So, I'm wondering, is there a systematic way to get from a suitable
list of language samples, i.e, without a formal definition to start
with, to a grammar?

Michael

--
Michael Schuerig
mailto:michael@schuerig.de
http://www.schuerig.de/michael/
Reply With Quote
  #2  
Old 07-05-2008, 10:49 AM
Detlef Meyer-Eltz
Guest
 
Default Re: How to construct a grammar?

> So, I'm wondering, is there a systematic way to get from a suitable
> list of language samples, i.e, without a formal definition to start
> with, to a grammar?


Caution: I will make some advertising of my own parser generator
product. But it was made just with such tasks in mind.

I often was engaged in similar tasks and I have tried to make a short
guide from my experiences.

http://www.texttransformer.com/tthelp/howtobegin.htm

The essential statement is: first write a rough parser, which can
process the whole sample and then refine the grammar peu ` peu. This
is possible with TextTransformer, because there is a special SKIP
token, by which unrecognized parts of text can be omitted in the
beginning.

TextTransformer is particularly suitable for this task, because you
can test your language samples easily in a visual way. Finally all
available language samples can be tested at once with the integrated
transformation-manager. If the parser fails at a certain file, it can
be opened by a double click in the TextTransformer IDE for debugging.
After you have corrected the grammar, you can quickly test all samples
again.

I have repeatedly used this method successfully. Among others for the
translation of a not specified BASIC dialect into Java and on several
unspecified table formats. This way a grammar for Borlands Delphi also
almost is completed.

Regards

Detlef
Reply With Quote
  #3  
Old 07-05-2008, 11:38 AM
Chris F Clark
Guest
 
Default Re: How to construct a grammar?

Michael Schuerig <michael@schuerig.de> writes:

> So, I'm wondering, is there a systematic way to get from a suitable
> list of language samples, i.e, without a formal definition to start
> with, to a grammar?


There are two answers to that question. A theoretical automated
answer and a practical hand-done answer. I'm going to start with the
answer I suspect you care about less, the automated theoretical one
and dispense quickly with it. Taking a set of examples and generating
a grammar from itusing an algorithm is a field of research, which I
think is called roughly "machine learning". There are papers in that
field that give results positive and negative, saying what you can and
cannot make a machine learn from a set of examples. The results are
mostly the kinds of things one would expect. As I recall: You can
learn a finite regular expression grammars with no closure operators
(a* or a+) from positive examples only (i.e. this is legal). Added
negative examples (i.e. these are illegal), you can learn regular
expressions including closures. I think its been shown that there are
some CFGs you cannot learn with only positive and negative examples
alone, you can only learn a regular expression that matches a superset
of the CFG. I cannot recall where the deterministic CFGs fit in the
learnability specturm. But, again, I don't this this is your real
question.

In a practical sense, it is possible and usually actually even easy to
construct a grammar (by hand) from examples, as long as one has some
concept of the language.
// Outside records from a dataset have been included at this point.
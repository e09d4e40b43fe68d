//! Command line front end for the flagfirm flag validator.

pub mod config;
pub mod error;

pub use config::{LayeredEnvironment, Settings};
pub use flagfirm_core::{Check, FlagValidator, Tool, ValidationOutcome};

/// Result of a subcommand: the process exit code and an optional message
/// printed to stderr.
#[derive(Debug, PartialEq, Eq)]
pub struct CmdExit {
    pub code: exitcode::ExitCode,
    pub message: Option<String>,
}
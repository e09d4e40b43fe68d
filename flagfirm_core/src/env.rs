//! Environment abstraction for testability.
//!
//! Override patterns are read through the [`Environment`] trait instead of
//! `std::env` directly, so each validation call sees an explicitly passed
//! configuration and tests can run side by side with different overrides.

use std::collections::HashMap;

/// Read-only key/value configuration source.
///
/// The real application uses [`RealEnvironment`]; tests inject
/// [`MockEnvironment`] so that nothing touches the process environment.
pub trait Environment: Send + Sync {
    /// Read an environment variable.
    fn var(&self, key: &str) -> Option<String>;
}

// ---------------------------------------------------------------------------
// Real implementation (used in production)
// ---------------------------------------------------------------------------

/// Production [`Environment`] backed by the process environment.
#[derive(Debug, Clone, Copy, Default)]
pub struct RealEnvironment;

impl Environment for RealEnvironment {
    fn var(&self, key: &str) -> Option<String> {
        std::env::var(key).ok()
    }
}

// ---------------------------------------------------------------------------
// Mock implementation (used in tests, zero real I/O)
// ---------------------------------------------------------------------------

/// A fully in-memory [`Environment`] for sandboxed testing.
#[derive(Debug, Clone, Default)]
pub struct MockEnvironment {
    pub env_vars: HashMap<String, String>,
}

impl MockEnvironment {
    /// Build a mock from `(key, value)` pairs.
    #[must_use]
    pub fn with_vars<K, V>(vars: impl IntoIterator<Item = (K, V)>) -> Self
    where
        K: Into<String>,
        V: Into<String>,
    {
        Self {
            env_vars: vars
                .into_iter()
                .map(|(key, value)| (key.into(), value.into()))
                .collect(),
        }
    }
}

impl Environment for MockEnvironment {
    fn var(&self, key: &str) -> Option<String> {
        self.env_vars.get(key).cloned()
    }
}
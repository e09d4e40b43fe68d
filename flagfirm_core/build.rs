use std::{env, fs, fs::File, io::prelude::*, path::Path};

fn main() -> Result<(), Box<dyn std::error::Error>> {
    println!("cargo:rerun-if-changed=../flags/");

    let out_dir = env::var("OUT_DIR")?;
    let dest_flags_path = Path::new(&out_dir).join("all-flags.yaml");

    // Try multiple possible paths for the flags directory
    let possible_paths = ["../flags", "flags"];

    let flags_path = possible_paths
        .iter()
        .find(|path| Path::new(path).is_dir())
        .ok_or_else(|| {
            let msg = format!("Flags directory not found. Tried paths: {possible_paths:?}");
            std::io::Error::new(std::io::ErrorKind::NotFound, msg)
        })?;

    let mut paths: Vec<_> = fs::read_dir(flags_path)?
        .filter_map(Result::ok)
        .map(|entry| entry.path())
        .filter(|path| path.extension().is_some_and(|ext| ext == "yaml"))
        .collect();
    paths.sort();

    let mut all_flags = String::new();
    for path in &paths {
        println!("cargo:rerun-if-changed={}", path.display());
        all_flags.push_str(&fs::read_to_string(path)?);
        all_flags.push('\n');
    }

    let mut file = File::create(dest_flags_path)?;
    file.write_all(all_flags.as_bytes())?;

    Ok(())
}
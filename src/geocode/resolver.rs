//! Geocode resolver — cache lookup plus the backend fallback chain.
//!
//! Chain per preference (Yandex only when an API key is present):
//!   yandex:    Yandex → Nominatim → Photon
//!   photon:    Photon → Yandex → Nominatim
//!   nominatim: Nominatim → Yandex → Photon

use super::cache::{GeoCache, DEFAULT_CACHE_FILE};
use super::client::GeoClient;
use super::providers;
use super::types::{Backend, Coords};
use std::path::{Path, PathBuf};

/// Yandex wants the full locale; the other backends take its short form.
const GEOCODE_LANG: &str = "ru_RU";

/// Build the ordered backend chain for one resolution attempt. Each
/// backend appears at most once; Photon is always the last resort.
pub(crate) fn fallback_chain(prefer: Backend, has_key: bool) -> Vec<Backend> {
    let mut chain = Vec::new();
    match prefer {
        Backend::Yandex => {
            if has_key {
                chain.push(Backend::Yandex);
            }
            chain.push(Backend::Nominatim);
        }
        Backend::Photon => {
            chain.push(Backend::Photon);
            if has_key {
                chain.push(Backend::Yandex);
            }
            chain.push(Backend::Nominatim);
        }
        Backend::Nominatim => {
            chain.push(Backend::Nominatim);
            if has_key {
                chain.push(Backend::Yandex);
            }
        }
    }
    if !chain.contains(&Backend::Photon) {
        chain.push(Backend::Photon);
    }
    chain
}

/// The geocode resolver. Owns the HTTP client and the cache location;
/// the cache file itself is re-read at the start of every resolution
/// and written back at most once.
pub struct GeocodeResolver {
    client: GeoClient,
    cache_path: PathBuf,
    apikey: Option<String>,
    lang: String,
    offline: bool,
}

impl GeocodeResolver {
    pub fn new(apikey: Option<String>, nominatim_email: Option<&str>) -> Self {
        Self {
            client: GeoClient::new(nominatim_email),
            cache_path: PathBuf::from(DEFAULT_CACHE_FILE),
            apikey,
            lang: GEOCODE_LANG.to_string(),
            offline: false,
        }
    }

    /// Point the cache at a specific file (tests use a temp dir).
    pub fn with_cache_path(mut self, path: &Path) -> Self {
        self.cache_path = path.to_path_buf();
        self
    }

    /// Offline mode — cache lookups only, no network attempts.
    pub fn set_offline(&mut self, offline: bool) {
        self.offline = offline;
    }

    /// Resolve an address to coordinates: cache first (preferred-backend
    /// key, then bare key), then the fallback chain. A transient backend
    /// error counts as "no result" and the chain moves on. On success
    /// both cache keys are written; on total failure any malformed cache
    /// entries under those keys are purged so a later run can retry.
    pub fn resolve(&self, addr: &str, prefer: Backend) -> Option<Coords> {
        let mut cache = GeoCache::load_from(&self.cache_path);
        let keys = [format!("{}:{}", prefer, addr), addr.to_string()];
        for key in &keys {
            if let Some(coords) = cache.get(key) {
                return Some(coords);
            }
        }

        if !self.offline {
            let lang_short = self.lang.split('_').next().unwrap_or("en");
            for backend in fallback_chain(prefer, self.apikey.is_some()) {
                let outcome = match backend {
                    Backend::Yandex => providers::yandex_geocode(
                        &self.client,
                        addr,
                        self.apikey.as_deref().unwrap_or(""),
                        &self.lang,
                    ),
                    Backend::Nominatim => {
                        providers::nominatim_geocode(&self.client, addr, lang_short)
                    }
                    Backend::Photon => providers::photon_geocode(&self.client, addr, lang_short),
                };
                match outcome {
                    Ok(Some(coords)) => {
                        for key in &keys {
                            cache.insert(key, coords);
                        }
                        cache.persist();
                        return Some(coords);
                    }
                    Ok(None) => {}
                    Err(_) => {} // transient: next backend in the chain
                }
            }
        }

        if cache.purge_malformed(&keys) {
            cache.persist();
        }
        None
    }
}

#[cfg(test)]
mod tests {
    use super::*;
    use std::fs;
    use tempfile::TempDir;

    fn offline_resolver(dir: &TempDir) -> GeocodeResolver {
        let mut resolver = GeocodeResolver::new(None, None)
            .with_cache_path(&dir.path().join("geocache.json"));
        resolver.set_offline(true);
        resolver
    }

    #[test]
    fn test_chain_yandex_with_key() {
        assert_eq!(
            fallback_chain(Backend::Yandex, true),
            vec![Backend::Yandex, Backend::Nominatim, Backend::Photon]
        );
    }

    #[test]
    fn test_chain_yandex_without_key_skips_yandex() {
        // No API key: the Yandex backend must never be attempted.
        assert_eq!(
            fallback_chain(Backend::Yandex, false),
            vec![Backend::Nominatim, Backend::Photon]
        );
    }

    #[test]
    fn test_chain_photon_tried_once() {
        assert_eq!(
            fallback_chain(Backend::Photon, true),
            vec![Backend::Photon, Backend::Yandex, Backend::Nominatim]
        );
        assert_eq!(
            fallback_chain(Backend::Photon, false),
            vec![Backend::Photon, Backend::Nominatim]
        );
    }

    #[test]
    fn test_chain_nominatim() {
        assert_eq!(
            fallback_chain(Backend::Nominatim, true),
            vec![Backend::Nominatim, Backend::Yandex, Backend::Photon]
        );
        assert_eq!(
            fallback_chain(Backend::Nominatim, false),
            vec![Backend::Nominatim, Backend::Photon]
        );
    }

    #[test]
    fn test_resolve_cache_hit_preferred_key() {
        let dir = TempDir::new().unwrap();
        let path = dir.path().join("geocache.json");
        fs::write(&path, r#"{"yandex:Тверская 1": [55.76, 37.61]}"#).unwrap();

        let resolver = offline_resolver(&dir);
        let coords = resolver.resolve("Тверская 1", Backend::Yandex).unwrap();
        assert_eq!(coords, Coords { lat: 55.76, lon: 37.61 });
    }

    #[test]
    fn test_resolve_cache_hit_bare_key() {
        let dir = TempDir::new().unwrap();
        let path = dir.path().join("geocache.json");
        fs::write(&path, r#"{"Тверская 1": [55.76, 37.61]}"#).unwrap();

        let resolver = offline_resolver(&dir);
        // Bare key hits regardless of the preferred backend
        assert!(resolver.resolve("Тверская 1", Backend::Photon).is_some());
    }

    #[test]
    fn test_resolve_miss_offline() {
        let dir = TempDir::new().unwrap();
        let resolver = offline_resolver(&dir);
        assert!(resolver.resolve("нигде", Backend::Yandex).is_none());
    }

    #[test]
    fn test_resolve_purges_malformed_entry() {
        let dir = TempDir::new().unwrap();
        let path = dir.path().join("geocache.json");
        fs::write(
            &path,
            r#"{"yandex:Тверская 1": "failed", "Другая 2": [55.0, 37.0]}"#,
        )
        .unwrap();

        let resolver = offline_resolver(&dir);
        // Malformed entry reads as a miss, does not crash, and is purged
        assert!(resolver.resolve("Тверская 1", Backend::Yandex).is_none());

        let reloaded = GeoCache::load_from(&path);
        assert!(!reloaded.is_malformed("yandex:Тверская 1"));
        assert_eq!(reloaded.len(), 1);
        assert!(reloaded.get("Другая 2").is_some());
    }

    #[test]
    fn test_resolve_keeps_wellformed_entries_on_miss() {
        let dir = TempDir::new().unwrap();
        let path = dir.path().join("geocache.json");
        fs::write(&path, r#"{"Другая 2": [55.0, 37.0]}"#).unwrap();

        let resolver = offline_resolver(&dir);
        assert!(resolver.resolve("Тверская 1", Backend::Yandex).is_none());
        // Unrelated well-formed entries untouched
        assert!(GeoCache::load_from(&path).get("Другая 2").is_some());
    }
}
//! Core types for the geocoding subsystem.

use std::fmt;

/// A latitude/longitude pair. Always stored in `(lat, lon)` order,
/// whatever order the backend reported them in.
#[derive(Debug, Clone, Copy, PartialEq)]
pub struct Coords {
    pub lat: f64,
    pub lon: f64,
}

impl fmt::Display for Coords {
    fn fmt(&self, f: &mut fmt::Formatter<'_>) -> fmt::Result {
        write!(f, "{},{}", self.lat, self.lon)
    }
}

/// The closed set of geocoding backends.
#[derive(Debug, Clone, Copy, PartialEq, Eq)]
pub enum Backend {
    Yandex,
    Nominatim,
    Photon,
}

impl Backend {
    /// The name used in cache keys and on the CLI.
    pub fn name(self) -> &'static str {
        match self {
            Self::Yandex => "yandex",
            Self::Nominatim => "nominatim",
            Self::Photon => "photon",
        }
    }
}

impl fmt::Display for Backend {
    fn fmt(&self, f: &mut fmt::Formatter<'_>) -> fmt::Result {
        f.write_str(self.name())
    }
}

/// Transient backend failures. The resolver treats these the same as
/// "no result" and moves on to the next backend in the chain, but
/// keeping them distinct from `Ok(None)` means "the service answered
/// with zero hits" and "the call never completed" stay tellable apart.
#[derive(Debug)]
pub enum GeocodeError {
    Network(String),
    InvalidResponse(String),
}

impl fmt::Display for GeocodeError {
    fn fmt(&self, f: &mut fmt::Formatter<'_>) -> fmt::Result {
        match self {
            Self::Network(msg) => write!(f, "Network error: {}", msg),
            Self::InvalidResponse(msg) => write!(f, "Invalid API response: {}", msg),
        }
    }
}

impl std::error::Error for GeocodeError {}
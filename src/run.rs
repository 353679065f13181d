//! Run driver: one link row per address line, in input order.

use crate::geocode::{Backend, GeocodeResolver};
use crate::input;
use crate::link;

/// One output row: display label plus the generated deep link.
#[derive(Debug, Clone, PartialEq, Eq)]
pub struct LinkRow {
    pub label: String,
    pub url: String,
}

pub struct RunConfig {
    pub domain: String,
    pub prefer: Backend,
    /// Context prefixed to the geocoding query only, never to the label.
    pub prepend: String,
}

/// Turn pre-filtered address lines into link rows. Targets that are
/// already coordinates skip geocoding; for the rest, a failed
/// resolution keeps the original address text in the link verbatim.
pub fn generate_rows(
    addresses: &[String],
    resolver: &GeocodeResolver,
    cfg: &RunConfig,
) -> Vec<LinkRow> {
    addresses
        .iter()
        .map(|raw| {
            let (label, mut target) = input::parse_label_and_target(raw);
            if !link::is_coords(&target) {
                let query = if cfg.prepend.is_empty() {
                    target.clone()
                } else {
                    format!("{}{}", cfg.prepend, target)
                };
                if let Some(coords) = resolver.resolve(&query, cfg.prefer) {
                    target = coords.to_string();
                }
            }
            LinkRow {
                label,
                url: link::build_route_link(&target, &cfg.domain),
            }
        })
        .collect()
}
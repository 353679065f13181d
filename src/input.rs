//! Input reading with legacy-encoding fallback, plus the line parser.
//!
//! Address lists come from spreadsheets and old Windows tooling, so a
//! file may be UTF-8 (with or without BOM) or windows-1251. Decoding
//! falls through an encoding list and, as a last resort, decodes
//! permissively with visible replacement characters instead of aborting.

use crate::link;
use std::fs;
use std::io;
use std::path::Path;

const UTF8_BOM: &[u8] = &[0xEF, 0xBB, 0xBF];

fn decode_with_fallback(bytes: &[u8]) -> (&'static str, String) {
    if let Some(rest) = bytes.strip_prefix(UTF8_BOM) {
        if let Ok(text) = std::str::from_utf8(rest) {
            return ("utf-8-sig", text.to_string());
        }
    } else if let Ok(text) = std::str::from_utf8(bytes) {
        return ("utf-8", text.to_string());
    }

    let (text, had_errors) = encoding_rs::WINDOWS_1251.decode_without_bom_handling(bytes);
    if !had_errors {
        return ("windows-1251", text.into_owned());
    }

    ("utf-8(replaced)", String::from_utf8_lossy(bytes).into_owned())
}

/// Read a file as lines, trying UTF-8 (BOM-aware) then windows-1251,
/// then lossy UTF-8. Returns the encoding name actually used and the
/// trimmed lines.
pub fn read_lines_with_fallback(path: &Path) -> io::Result<(&'static str, Vec<String>)> {
    let bytes = fs::read(path)?;
    let (encoding, text) = decode_with_fallback(&bytes);
    let lines = text.lines().map(|line| line.trim().to_string()).collect();
    Ok((encoding, lines))
}

/// Drop blank lines and `#` comments.
pub fn filter_addresses(lines: &[String]) -> Vec<String> {
    lines
        .iter()
        .map(|line| line.trim())
        .filter(|line| !line.is_empty() && !line.starts_with('#'))
        .map(str::to_string)
        .collect()
}

/// Split a raw line into `(label, geocoding target)`.
///
/// `"Address | lat,lon"` pins the target to explicit coordinates while
/// keeping the left side as the display label. Any other shape (no
/// pipe, or a right side that is not coordinates) uses the whole line
/// for both.
pub fn parse_label_and_target(raw: &str) -> (String, String) {
    if let Some((left, right)) = raw.split_once('|') {
        let left = left.trim();
        let right = right.trim();
        if link::is_coords(right) {
            return (left.to_string(), right.to_string());
        }
    }
    let trimmed = raw.trim().to_string();
    (trimmed.clone(), trimmed)
}

#[cfg(test)]
mod tests {
    use super::*;
    use tempfile::TempDir;

    fn write_and_read(bytes: &[u8]) -> (&'static str, Vec<String>) {
        let dir = TempDir::new().unwrap();
        let path = dir.path().join("addresses.txt");
        fs::write(&path, bytes).unwrap();
        read_lines_with_fallback(&path).unwrap()
    }

    #[test]
    fn test_read_plain_utf8() {
        let (enc, lines) = write_and_read("Москва\nТула\n".as_bytes());
        assert_eq!(enc, "utf-8");
        assert_eq!(lines, vec!["Москва", "Тула"]);
    }

    #[test]
    fn test_read_utf8_with_bom() {
        let mut bytes = UTF8_BOM.to_vec();
        bytes.extend_from_slice("Москва\n".as_bytes());
        let (enc, lines) = write_and_read(&bytes);
        assert_eq!(enc, "utf-8-sig");
        assert_eq!(lines, vec!["Москва"]);
    }

    #[test]
    fn test_read_windows_1251() {
        let (encoded, _, _) = encoding_rs::WINDOWS_1251.encode("Москва, Тверская 1\n");
        let (enc, lines) = write_and_read(&encoded);
        assert_eq!(enc, "windows-1251");
        assert_eq!(lines, vec!["Москва, Тверская 1"]);
    }

    #[test]
    fn test_read_garbage_replaced_not_fatal() {
        // 0x98 is undefined in windows-1251 and the pair is invalid UTF-8
        let (enc, lines) = write_and_read(&[0xD0, 0x98, 0x98, b'\n']);
        assert_eq!(enc, "utf-8(replaced)");
        assert_eq!(lines.len(), 1);
        assert!(lines[0].contains('\u{FFFD}'));
    }

    #[test]
    fn test_filter_addresses() {
        let lines: Vec<String> = ["# комментарий", "", "  ", "Тверская 1", " Арбат 2 "]
            .iter()
            .map(|s| s.to_string())
            .collect();
        assert_eq!(filter_addresses(&lines), vec!["Тверская 1", "Арбат 2"]);
    }

    #[test]
    fn test_parse_plain_address() {
        let (label, target) = parse_label_and_target("Тверская 1");
        assert_eq!(label, "Тверская 1");
        assert_eq!(target, "Тверская 1");
    }

    #[test]
    fn test_parse_pipe_with_coords() {
        let (label, target) = parse_label_and_target("Красная площадь | 55.7539, 37.6208");
        assert_eq!(label, "Красная площадь");
        assert_eq!(target, "55.7539, 37.6208");
    }

    #[test]
    fn test_parse_pipe_without_coords_falls_back() {
        let (label, target) = parse_label_and_target("Кафе | где-то у метро");
        assert_eq!(label, "Кафе | где-то у метро");
        assert_eq!(target, "Кафе | где-то у метро");
    }

    #[test]
    fn test_parse_splits_on_first_pipe() {
        let (label, target) = parse_label_and_target("A | B | 55.0,37.0");
        // Right side "B | 55.0,37.0" is not coordinates
        assert_eq!(label, "A | B | 55.0,37.0");
        assert_eq!(target, label);
    }
}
The easiest (and actualy most common case)
is that you have a grammar for a similar language accessible. If so,
you are only trying to cover the differences. However, since that
case is covered in the general case, I will skip it, and assume you
are starting from "first principles".

The first thing one needs is a "vocabulary", a list of things one is
talking about. This natuarally breaks down into two parts. You can
do either part first, so I'm picking ar order that is convenient for
me to talk about.

The first part of the vocabulary is the tokens or terminals. These
are the atomic parts of your grammar. You problably have identifiers
and keywords and numbers and operators and whitespace and similar
kinds of things in your grammar. So, make a list of all these things
are find examples of each of them. Don't worry about exactly how to
define them yet, just assume that you will be able to write a lexer
that can find them. When you get done with the whole process of
defining your language grammar you can roughly repeat the process for
the tokens and get a lexical grammar for them. More importantly, it
is even more likely that you will be able to find an existing lexer
grammar for your set of tokens, than it is to find a grammar that
describes your whole language. In fact, as I am defining new grammars
for new small tools that I design from time to time, I essentially use
one lexer grammar with some small permutations for all the tools. It
is so trivial, that I never even think about the minor variations that
I introduce. Thay are just "obvious", e.g. the list of keywords
changes.

(Shameless plug here, I believe that is partially true because the
lexer notation we defined in Yacc++ is particuarly natural for doing
that. We actually spent time thinking about that. However, we aren't
the only ones that have noticed that and there are some tools that
essentially have pre-canned lexers built into them, that you just
customize to get the desired result. A lot of the scannerless tools
go this way, because you can then sweep the ugly parts into the
predefined sections and paper over them so users don't notice what one
has done. We don't do that, but we do hide some of the ugliness in
default behaviors one can override, e.g. certain error checks are
turned off by default at the lexical level (for example, shift-reduce
conflicts between tokens that end in a star, because the longest match
rule implies always shift), but one can turn them back on.)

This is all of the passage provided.